▶ [INSTRUCTIONS TO FOLLOW]:
Wherever a line of the records contains "operations", copy that line.

▶ [PROVIDED DATA]:
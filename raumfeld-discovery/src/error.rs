//! Error types for the discovery system.

use thiserror::Error;

/// Error type for discovery operations.
///
/// Represents the failure modes of a discovery cycle or of connecting to a
/// pinned device location.
#[derive(Debug, Error)]
pub enum DiscoveryError {
    /// Network-related errors (socket creation, HTTP requests, etc.)
    #[error("Network error: {0}")]
    NetworkError(String),
    /// Parsing errors (XML, SSDP response, URLs)
    #[error("Parse error: {0}")]
    ParseError(String),
    /// The device description does not describe a usable speaker
    #[error("Invalid device: {0}")]
    InvalidDevice(String),
}

/// Convenience Result type alias for discovery operations.
pub type Result<T> = std::result::Result<T, DiscoveryError>;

▶ [SOLUTION FOR THIS TASK]:
/// Error type for discovery operations.
/// Convenience Result type alias for discovery operations.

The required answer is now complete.